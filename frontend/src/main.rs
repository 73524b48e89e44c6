use std::path::PathBuf;

use anyhow::{Context, Result, bail};
use cabinet_core::board::Board;
use cabinet_machines::registry;
use clap::{Parser, Subcommand};

mod runner;
mod snapshot;

#[derive(Parser)]
#[command(name = "cabinet", about = "Headless arcade board runner")]
struct Args {
    #[command(subcommand)]
    command: Command,
}

#[derive(Subcommand)]
enum Command {
    /// List built-in machines
    List,
    /// Run a built-in machine or a description file
    Run {
        /// Machine name, or path to a .toml description
        machine: String,

        /// Number of frames to run
        #[arg(long, default_value_t = 60)]
        frames: u64,

        /// Write the last frame to this PNG file
        #[arg(long)]
        png: Option<PathBuf>,

        /// Integer pixel scale for the PNG
        #[arg(long, default_value_t = 1)]
        scale: u32,
    },
}

fn open(machine: &str) -> Result<Board> {
    if machine.ends_with(".toml") {
        let path = PathBuf::from(machine);
        return cabinet_machines::load_file(&path)
            .with_context(|| format!("loading {}", path.display()));
    }
    let Some(entry) = registry::find(machine) else {
        let names: Vec<_> = registry::all().iter().map(|e| e.name).collect();
        bail!("unknown machine \"{machine}\" (available: {})", names.join(", "));
    };
    entry
        .create()
        .with_context(|| format!("building {}", entry.name))
}

fn main() -> Result<()> {
    env_logger::Builder::from_env(env_logger::Env::default().default_filter_or("info")).init();
    let args = Args::parse();

    match args.command {
        Command::List => {
            for entry in registry::all() {
                println!("{:<12} {}", entry.name, entry.summary);
            }
        }
        Command::Run {
            machine,
            frames,
            png,
            scale,
        } => {
            let mut board = open(&machine)?;
            let summary = runner::run(&mut board, frames)?;
            log::info!("{summary}");
            if let Some(path) = png {
                snapshot::write_png(&board, &path, scale.max(1))
                    .with_context(|| format!("writing {}", path.display()))?;
                log::info!("wrote {}", path.display());
            }
        }
    }
    Ok(())
}
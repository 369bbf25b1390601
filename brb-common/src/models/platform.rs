// File: brb-common/src/models/platform.rs

use std::fmt;

/// The platforms we know how to ask for a follower count.
#[derive(Debug, Clone, Copy, Eq, PartialEq, Hash)]
pub enum Platform {
    Twitch,
    Twitter,
}

impl fmt::Display for Platform {
    fn fmt(&self, f: &mut fmt::Formatter<'_>) -> fmt::Result {
        match self {
            Platform::Twitch => write!(f, "twitch"),
            Platform::Twitter => write!(f, "twitter"),
        }
    }
}
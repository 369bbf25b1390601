// File: brb-common/src/models/mod.rs
pub mod output;
pub mod platform;

pub use output::{FollowerCounts, Output};
pub use platform::Platform;
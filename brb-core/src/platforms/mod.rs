// File: brb-core/src/platforms/mod.rs

pub mod twitch;
pub mod twitter;

use std::sync::Arc;
use tracing::info;

use brb_common::models::FollowerCounts;
use brb_common::traits::FollowerFetcher;
use crate::config::Settings;
use crate::http::HttpClient;
use crate::Error;

pub use twitch::TwitchFollowers;
pub use twitter::TwitterFollowers;

/// Builds a fetcher for every platform whose credentials are all present.
/// Platforms that are not fully configured are skipped without any network traffic.
pub fn enabled_fetchers(
    settings: &Settings,
    http: Arc<dyn HttpClient>,
) -> Vec<Box<dyn FollowerFetcher>> {
    let mut fetchers: Vec<Box<dyn FollowerFetcher>> = Vec::new();

    match TwitchFollowers::from_credentials(&settings.twitch, http.clone()) {
        Some(f) => fetchers.push(Box::new(f)),
        None => info!("Twitch follower count disabled (credentials not configured)"),
    }
    match TwitterFollowers::from_credentials(&settings.twitter, http) {
        Some(f) => fetchers.push(Box::new(f)),
        None => info!("Twitter follower count disabled (credentials not configured)"),
    }

    fetchers
}

/// Asks each fetcher once, one after another. The first failure aborts the lot.
pub async fn fetch_follower_counts(
    fetchers: &[Box<dyn FollowerFetcher>],
) -> Result<FollowerCounts, Error> {
    let mut counts = FollowerCounts::default();
    for fetcher in fetchers {
        let platform = fetcher.platform();
        let count = fetcher
            .fetch_follower_count()
            .await
            .map_err(|e| e.for_platform(platform))?;
        info!("{} followers: {}", platform, count);
        counts.set(platform, count);
    }
    Ok(counts)
}
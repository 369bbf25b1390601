// File: brb-core/src/countdown.rs
//
// The 1Hz loop. It is purely time-driven: every tick recomputes what is left
// until the deadline, redraws the message, and stops once the deadline passes.

use std::time::Duration;
use tokio::time::{self, Instant, MissedTickBehavior};
use tracing::{debug, info};

use brb_common::models::{FollowerCounts, Output};
use crate::duration::format_duration;
use crate::template::Template;
use crate::terminal::LiveWriter;
use crate::Error;

pub const TICK: Duration = Duration::from_secs(1);

pub const COMPLETION_MESSAGE: &str = "Stream starting imminently";

#[derive(Debug, Clone, Copy, PartialEq, Eq)]
pub enum CountdownState {
    Running { remaining: Duration },
    Finished,
}

impl CountdownState {
    /// State of a countdown ending at `deadline`, observed at `now`.
    /// `remaining` is exact; [`Output::new`] drops the sub-second part for display.
    pub fn at(deadline: Instant, now: Instant) -> Self {
        if now >= deadline {
            CountdownState::Finished
        } else {
            CountdownState::Running {
                remaining: deadline - now,
            }
        }
    }
}

/// What a finished run did, mostly for logging and tests.
#[derive(Debug, Clone, Copy, PartialEq, Eq)]
pub struct CountdownReport {
    /// Countdown frames drawn, not counting the completion message.
    pub frames: usize,
}

pub struct Countdown {
    template: Template,
    followers: FollowerCounts,
    completion_message: String,
}

impl Countdown {
    pub fn new(template: Template, followers: FollowerCounts) -> Self {
        Self {
            template,
            followers,
            completion_message: COMPLETION_MESSAGE.to_string(),
        }
    }

    pub fn with_completion_message(mut self, message: impl Into<String>) -> Self {
        self.completion_message = message.into();
        self
    }

    /// Runs the countdown to completion, drawing through `writer`.
    ///
    /// The first frame is drawn straight away and the deadline is anchored to
    /// that first tick, so a 2s countdown shows `2s`, then `1s`, then the
    /// completion message.
    pub async fn run<W: LiveWriter>(
        &self,
        duration: Duration,
        writer: &mut W,
    ) -> Result<CountdownReport, Error> {
        let mut ticker = time::interval(TICK);
        ticker.set_missed_tick_behavior(MissedTickBehavior::Skip);

        writer.start()?;

        // The first tick completes immediately.
        let start = ticker.tick().await;
        let deadline = start.checked_add(duration).ok_or_else(|| {
            Error::duration_parse(&format_duration(duration), "deadline out of range")
        })?;
        info!("Counting down {}", format_duration(duration));

        let mut frames = 0;
        let mut now = start;
        while let CountdownState::Running { remaining } = CountdownState::at(deadline, now) {
            let out = Output::new(remaining, self.followers);
            debug!("tick: {} left", format_duration(out.countdown));

            writer.write(&self.template.render_line(&out));
            writer.flush()?;
            frames += 1;

            now = ticker.tick().await;
        }

        writer.write(&format!("\r{}", self.completion_message));
        writer.stop()?;
        info!("Countdown finished after {} frames", frames);

        Ok(CountdownReport { frames })
    }
}

#[cfg(test)]
mod tests {
    use super::*;

    #[test]
    fn test_state_is_finished_at_and_after_deadline() {
        let now = Instant::now();
        assert_eq!(CountdownState::at(now, now), CountdownState::Finished);
        assert_eq!(
            CountdownState::at(now, now + Duration::from_secs(3)),
            CountdownState::Finished
        );
    }

    #[test]
    fn test_remaining_time_is_truncated_only_for_display() {
        let now = Instant::now();
        let deadline = now + Duration::from_millis(2_750);
        let state = CountdownState::at(deadline, now);
        assert_eq!(state, CountdownState::Running { remaining: Duration::from_millis(2_750) });

        let CountdownState::Running { remaining } =
            CountdownState::at(deadline, now + Duration::from_millis(2_500))
        else {
            panic!("still running before the deadline");
        };
        let out = Output::new(remaining, FollowerCounts::default());
        assert_eq!(out.countdown, Duration::ZERO);
    }
}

◆ ◆ ◆ ◆ ◆ ◆ ◆

Scan the material above. Return every line containing the string "await".

## SOLVED EXERCISE
            .await
        let start = ticker.tick().await;
            now = ticker.tick().await;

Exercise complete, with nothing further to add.